David Looks, Jane and Louis Books, Marathon Cooks…

Charles Nelson sees DAVID LEVEAUX as a Tony ward, JANE ALEXANDER and LOUIS ZORICH going to board, OLYMPIA DUKAKIS on an ethnic chord…

DAVID VS. THE GLITZY GOLIATH:
England’s David Leveaux has only directed four plays on Broadway, but three of those four have been heavy Tony contenders: last year’s Electra, Roundabout’s Anna Christie of a season or two ago, and the last Broadway revival of A Moon for the Misbegotten, starring Kate Nelligan. The fourth play, Tom Stoppard‘s The Real Thing, now looms large as the play to beat in this year’s race to win the Tony for Best Revival of a Play. And, what’s more, could it be too soon to predict that another Leveaux show will be back in that same category next year after his upcoming revival of Desire Under the Elms hits the boards? Desire is simply ripe for a Leveaux look-see, and the director is already casting it with care: At the sexual center of this father-and-son tug of war will be Mary Louise Parker.

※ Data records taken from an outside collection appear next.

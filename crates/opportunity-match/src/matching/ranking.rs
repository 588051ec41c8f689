use tracing::debug;

use super::scoring::{score_match, MatchResult, OpportunityRequirements, SkillProfile};
use super::weights::MatchWeights;

/// Ranks every opportunity for one student, best score first.
///
/// Equal scores keep their input order. Nothing is filtered out here; callers pass only the
/// opportunities the student may see.
pub fn rank_counterparts_for_subject(
    subject: &SkillProfile,
    counterparts: &[OpportunityRequirements],
    weights: &MatchWeights,
) -> Vec<MatchResult> {
    let results = counterparts
        .iter()
        .map(|requirements| score_match(subject, requirements, weights))
        .collect();
    debug!(
        student_id = %subject.student_id,
        candidates = counterparts.len(),
        "ranking opportunities for student"
    );
    sorted_by_score(results)
}

/// Ranks candidate students against one opportunity. Mirror of
/// [`rank_counterparts_for_subject`] with the same ordering rules.
pub fn rank_subjects_for_counterpart(
    counterpart: &OpportunityRequirements,
    subjects: &[SkillProfile],
    weights: &MatchWeights,
) -> Vec<MatchResult> {
    let results = subjects
        .iter()
        .map(|profile| score_match(profile, counterpart, weights))
        .collect();
    debug!(
        opportunity_id = %counterpart.opportunity_id,
        candidates = subjects.len(),
        "ranking students for opportunity"
    );
    sorted_by_score(results)
}

fn sorted_by_score(mut results: Vec<MatchResult>) -> Vec<MatchResult> {
    // `sort_by` is stable, so ties stay in input order.
    results.sort_by(|left, right| right.score.total_cmp(&left.score));
    results
}
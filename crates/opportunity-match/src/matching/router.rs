use axum::{
    extract::State,
    http::StatusCode,
    response::{IntoResponse, Response},
    routing::{get, post},
    Json, Router,
};
use serde::{Deserialize, Serialize};
use serde_json::json;

use super::eligibility::{open_opportunities, MatchFilter};
use super::ranking::{rank_counterparts_for_subject, rank_subjects_for_counterpart};
use super::scoring::{MatchResult, OpportunityRequirements, SkillProfile};
use super::weights::{WeightPair, WeightSettings};

/// Snapshot a student view ranks against. Closed openings are dropped before ranking.
#[derive(Debug, Clone, Serialize, Deserialize)]
pub struct RankOpportunitiesRequest {
    pub student: SkillProfile,
    #[serde(default)]
    pub opportunities: Vec<OpportunityRequirements>,
    #[serde(default)]
    pub filter: MatchFilter,
}

#[derive(Debug, Clone, Serialize, Deserialize)]
pub struct RankStudentsRequest {
    pub opportunity: OpportunityRequirements,
    #[serde(default)]
    pub students: Vec<SkillProfile>,
    #[serde(default)]
    pub filter: MatchFilter,
}

/// Router builder exposing ranking and weight configuration endpoints.
pub fn match_router(settings: WeightSettings) -> Router {
    Router::new()
        .route(
            "/api/v1/matches/opportunities",
            post(rank_opportunities_handler),
        )
        .route("/api/v1/matches/students", post(rank_students_handler))
        .route(
            "/api/v1/settings/weights",
            get(weights_handler).put(update_weights_handler),
        )
        .with_state(settings)
}

pub(crate) async fn rank_opportunities_handler(
    State(settings): State<WeightSettings>,
    Json(request): Json<RankOpportunitiesRequest>,
) -> Json<Vec<MatchResult>> {
    let RankOpportunitiesRequest {
        student,
        opportunities,
        filter,
    } = request;

    let eligible = filter.retain_opportunities(open_opportunities(opportunities));
    let ranked = rank_counterparts_for_subject(&student, &eligible, &settings.current());
    Json(filter.retain_scores(ranked))
}

pub(crate) async fn rank_students_handler(
    State(settings): State<WeightSettings>,
    Json(request): Json<RankStudentsRequest>,
) -> Json<Vec<MatchResult>> {
    let RankStudentsRequest {
        opportunity,
        students,
        filter,
    } = request;

    let eligible = filter.retain_profiles(students);
    let ranked = rank_subjects_for_counterpart(&opportunity, &eligible, &settings.current());
    Json(filter.retain_scores(ranked))
}

pub(crate) async fn weights_handler(State(settings): State<WeightSettings>) -> Response {
    (StatusCode::OK, Json(settings.current())).into_response()
}

pub(crate) async fn update_weights_handler(
    State(settings): State<WeightSettings>,
    Json(pair): Json<WeightPair>,
) -> Response {
    match settings.update(pair) {
        Ok(weights) => (StatusCode::OK, Json(weights)).into_response(),
        Err(error) => {
            let payload = json!({
                "error": error.to_string(),
                "weights": settings.current(),
            });
            (StatusCode::BAD_REQUEST, Json(payload)).into_response()
        }
    }
}
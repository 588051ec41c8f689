use std::sync::Arc;

use axum::response::Response;
use serde_json::Value;

use crate::applications::{ApplicationLifecycle, ReapplyPolicy};
use crate::store::{Document, MemoryStore, RecordStore, StoreError, WriteMode};

pub(super) const OPPORTUNITY: &str = "opp-42";
pub(super) const STUDENT: &str = "stu-7";
pub(super) const ORG: &str = "org-3";

pub(super) fn build_lifecycle() -> (ApplicationLifecycle<MemoryStore>, Arc<MemoryStore>) {
    build_lifecycle_with(ReapplyPolicy::default())
}

pub(super) fn build_lifecycle_with(
    policy: ReapplyPolicy,
) -> (ApplicationLifecycle<MemoryStore>, Arc<MemoryStore>) {
    let store = Arc::new(MemoryStore::default());
    let lifecycle = ApplicationLifecycle::with_policy(store.clone(), policy);
    (lifecycle, store)
}

pub(super) struct UnavailableStore;

impl RecordStore for UnavailableStore {
    fn get(&self, _collection: &str, _key: &str) -> Result<Option<Document>, StoreError> {
        Err(StoreError::Unavailable("database offline".to_string()))
    }

    fn put(
        &self,
        _collection: &str,
        _key: &str,
        _record: Document,
        _mode: WriteMode,
    ) -> Result<(), StoreError> {
        Err(StoreError::Unavailable("database offline".to_string()))
    }

    fn query_by_field(
        &self,
        _collection: &str,
        _field: &str,
        _value: &Value,
    ) -> Result<Vec<Document>, StoreError> {
        Err(StoreError::Unavailable("database offline".to_string()))
    }

    fn upsert<F, E>(&self, _collection: &str, _key: &str, _mutate: F) -> Result<Document, E>
    where
        F: FnOnce(Option<&Document>) -> Result<Document, E>,
        E: From<StoreError>,
    {
        Err(StoreError::Unavailable("database offline".to_string()).into())
    }
}

pub(super) async fn read_json_body(response: Response) -> Value {
    let body = axum::body::to_bytes(response.into_body(), 64 * 1024)
        .await
        .expect("read body");
    serde_json::from_slice(&body).expect("json payload")
}
//! Caller-side filtering around the ranking pass.
//!
//! Ranking itself never drops anything; these helpers narrow the snapshot beforehand and trim
//! the ranked list afterwards.

use std::collections::HashSet;

use serde::{Deserialize, Serialize};

use super::overlap::normalize_label;
use super::scoring::{MatchResult, OpportunityRequirements, OpportunityStatus, SkillProfile};

/// Keeps only opportunities that are still accepting applicants.
pub fn open_opportunities<I>(opportunities: I) -> Vec<OpportunityRequirements>
where
    I: IntoIterator<Item = OpportunityRequirements>,
{
    opportunities
        .into_iter()
        .filter(|opportunity| opportunity.status == OpportunityStatus::Open)
        .collect()
}

/// Optional narrowing criteria. Empty criteria admit everything.
#[derive(Debug, Clone, Default, PartialEq, Serialize, Deserialize)]
pub struct MatchFilter {
    #[serde(default)]
    pub skills: Vec<String>,
    #[serde(default)]
    pub tags: Vec<u8>,
    #[serde(default)]
    pub min_score: Option<f64>,
}

impl MatchFilter {
    pub fn is_empty(&self) -> bool {
        self.skills.is_empty() && self.tags.is_empty() && self.min_score.is_none()
    }

    /// True when the opportunity declares any filter skill and any filter tag.
    pub fn admits_opportunity(&self, opportunity: &OpportunityRequirements) -> bool {
        self.admits_skills(&opportunity.required_skills) && self.admits_tags(&opportunity.tags)
    }

    pub fn admits_profile(&self, profile: &SkillProfile) -> bool {
        self.admits_skills(&profile.skills) && self.admits_tags(&profile.interests)
    }

    pub fn retain_opportunities(
        &self,
        opportunities: Vec<OpportunityRequirements>,
    ) -> Vec<OpportunityRequirements> {
        opportunities
            .into_iter()
            .filter(|opportunity| self.admits_opportunity(opportunity))
            .collect()
    }

    pub fn retain_profiles(&self, profiles: Vec<SkillProfile>) -> Vec<SkillProfile> {
        profiles
            .into_iter()
            .filter(|profile| self.admits_profile(profile))
            .collect()
    }

    /// Drops ranked entries under `min_score`, keeping ranked order.
    pub fn retain_scores(&self, mut ranked: Vec<MatchResult>) -> Vec<MatchResult> {
        if let Some(min_score) = self.min_score {
            ranked.retain(|result| result.score >= min_score);
        }
        ranked
    }

    fn admits_skills(&self, declared: &[String]) -> bool {
        if self.skills.is_empty() {
            return true;
        }
        let declared: HashSet<String> =
            declared.iter().map(|skill| normalize_label(skill)).collect();
        self.skills
            .iter()
            .any(|skill| declared.contains(&normalize_label(skill)))
    }

    fn admits_tags(&self, declared: &[u8]) -> bool {
        self.tags.is_empty() || self.tags.iter().any(|tag| declared.contains(tag))
    }
}
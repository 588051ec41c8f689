use clap::Args;
use opportunity_match::config::AppConfig;
use opportunity_match::error::AppError;
use opportunity_match::matching::snapshot::opportunities_from_path;
use opportunity_match::matching::{
    normalize_tags, open_opportunities, rank_counterparts_for_subject, InterestTag, MatchFilter,
    MatchResult, MatchWeights, SkillProfile,
};
use std::io::{self, Write};
use std::path::PathBuf;

#[derive(Args, Debug)]
pub(crate) struct RankArgs {
    /// Student skills, comma separated
    #[arg(long, value_delimiter = ',')]
    pub(crate) student_skills: Vec<String>,
    /// Student interest tags (SDG numbers), comma separated
    #[arg(long, value_delimiter = ',')]
    pub(crate) student_tags: Vec<u8>,
    /// CSV snapshot with columns id,org_id,status,required_skills,tags
    #[arg(long)]
    pub(crate) opportunities: PathBuf,
    /// Only print the first N ranked opportunities
    #[arg(long)]
    pub(crate) limit: Option<usize>,
    /// Drop opportunities scoring below this value
    #[arg(long)]
    pub(crate) min_score: Option<f64>,
}

pub(crate) fn run_rank(args: RankArgs) -> Result<(), AppError> {
    let config = AppConfig::load()?;
    let RankArgs {
        student_skills,
        student_tags,
        opportunities,
        limit,
        min_score,
    } = args;

    let student = SkillProfile {
        student_id: "cli".to_string(),
        skills: student_skills,
        interests: normalize_tags(&student_tags),
    };
    let snapshot = opportunities_from_path(&opportunities)?;
    let filter = MatchFilter {
        min_score,
        ..MatchFilter::default()
    };

    let eligible = open_opportunities(snapshot);
    let mut ranked = filter.retain_scores(rank_counterparts_for_subject(
        &student,
        &eligible,
        &config.matching.weights,
    ));
    if let Some(limit) = limit {
        ranked.truncate(limit);
    }

    let stdout = io::stdout();
    render_ranking(&mut stdout.lock(), &config.matching.weights, &ranked)?;
    Ok(())
}

pub(crate) fn render_ranking<W: Write>(
    out: &mut W,
    weights: &MatchWeights,
    ranked: &[MatchResult],
) -> io::Result<()> {
    writeln!(
        out,
        "Ranking with skill weight {:.2} and tag weight {:.2}",
        weights.skill(),
        weights.tag()
    )?;
    if ranked.is_empty() {
        writeln!(out, "No open opportunities matched.")?;
        return Ok(());
    }

    writeln!(
        out,
        "{:<4} {:<20} {:>7} {:>6} {:>6}  matched",
        "#", "opportunity", "score", "skills", "tags"
    )?;
    for (position, result) in ranked.iter().enumerate() {
        let tags = result
            .tag_overlap
            .iter()
            .map(|tag| InterestTag::label(*tag))
            .collect::<Vec<_>>();
        let mut matched = result.skill_overlap.clone();
        matched.extend(tags);

        writeln!(
            out,
            "{:<4} {:<20} {:>7.2} {:>5.0}% {:>5.0}%  {}",
            position + 1,
            result.counterpart_id,
            result.score,
            result.skill_ratio * 100.0,
            result.tag_ratio * 100.0,
            if matched.is_empty() {
                "-".to_string()
            } else {
                matched.join(", ")
            }
        )?;
    }
    Ok(())
}
mod cli;
mod infra;
mod rank;
mod routes;
mod server;

use opportunity_match::error::AppError;

pub async fn run() -> Result<(), AppError> {
    cli::run().await
}
use crate::cli::ServeArgs;
use crate::infra::{in_memory_lifecycle, AppState};
use crate::routes::with_service_routes;
use axum::Extension;
use axum_prometheus::PrometheusMetricLayer;
use opportunity_match::config::AppConfig;
use opportunity_match::error::AppError;
use opportunity_match::matching::WeightSettings;
use opportunity_match::telemetry;
use std::sync::atomic::Ordering;
use std::sync::Arc;
use tracing::info;

pub(crate) async fn run(mut args: ServeArgs) -> Result<(), AppError> {
    let mut config = AppConfig::load()?;

    if let Some(host) = args.host.take() {
        config.server.host = host;
    }
    if let Some(port) = args.port.take() {
        config.server.port = port;
    }

    telemetry::init(&config.telemetry)?;

    let (prometheus_layer, prometheus_handle) = PrometheusMetricLayer::pair();
    let readiness_flag = Arc::new(std::sync::atomic::AtomicBool::new(false));
    let app_state = AppState {
        readiness: readiness_flag.clone(),
        metrics: Arc::new(prometheus_handle),
    };

    let lifecycle = in_memory_lifecycle(config.matching.reapply);
    let weights = WeightSettings::new(config.matching.weights);

    let app = with_service_routes(lifecycle, weights)
        .layer(Extension(app_state))
        .layer(prometheus_layer);

    let addr = config.server.socket_addr()?;
    let listener = tokio::net::TcpListener::bind(addr).await?;
    readiness_flag.store(true, Ordering::Release);

    info!(
        ?config.environment,
        %addr,
        skill_weight = config.matching.weights.skill(),
        tag_weight = config.matching.weights.tag(),
        reapply = ?config.matching.reapply,
        "opportunity match service ready"
    );

    axum::serve(listener, app).await?;
    Ok(())
}
use metrics_exporter_prometheus::PrometheusHandle;
use opportunity_match::applications::{ApplicationLifecycle, ReapplyPolicy};
use opportunity_match::store::MemoryStore;
use std::sync::atomic::AtomicBool;
use std::sync::Arc;

#[derive(Clone)]
pub(crate) struct AppState {
    pub(crate) readiness: Arc<AtomicBool>,
    pub(crate) metrics: Arc<PrometheusHandle>,
}

/// Lifecycle backed by the process-local store. Records do not survive a restart.
pub(crate) fn in_memory_lifecycle(policy: ReapplyPolicy) -> Arc<ApplicationLifecycle<MemoryStore>> {
    let store = Arc::new(MemoryStore::default());
    Arc::new(ApplicationLifecycle::with_policy(store, policy))
}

In the meantime, Parker is grappling with a different kind of papa problem–the early demise of her father, a noted mathematician played by Larry Bryggman, in David Auburn‘s Proof, which Daniel Sullivan is directing at Manhattan Theatre Club. Johanna Day plays her sister, and Ben Shenkman is her suitor. Parker is also the only Yank in the Canadian cast of The Five Senses, a fascinating little film about people with diminished senses. She plays a caterer whose cakes have no taste. The film opens July 14.

SEE JANE WRITE:
The FedEx truck was just coming up the road as Jane Alexander typed the last chapter of the final edit of her book. Being a very persuasive Tony-winning actress, she managed to talk the guy into waiting five minutes, and, because he waited, she met her deadline. The results will be in bookstores in June. Command Performance: An Actress in the Theatre of Politics chronicles her four years (1993-1997) as the Clinton-appointed Chairman of the National Endowment for the Arts–a rocky ride that Alexander freely talks (and writes) about. “I’m burning all my bridges,” she says with some glee. “That’s why I wanted to write the book. I figured there’s nobody like me–a person who doesn’t give a damn about going into politics ever again–so it will be a new kind of book.” Alexander, who returned to Broadway with Honour last year, had a role in The Cider House Rules and just finished up at the McCarter in The Cherry Orchard.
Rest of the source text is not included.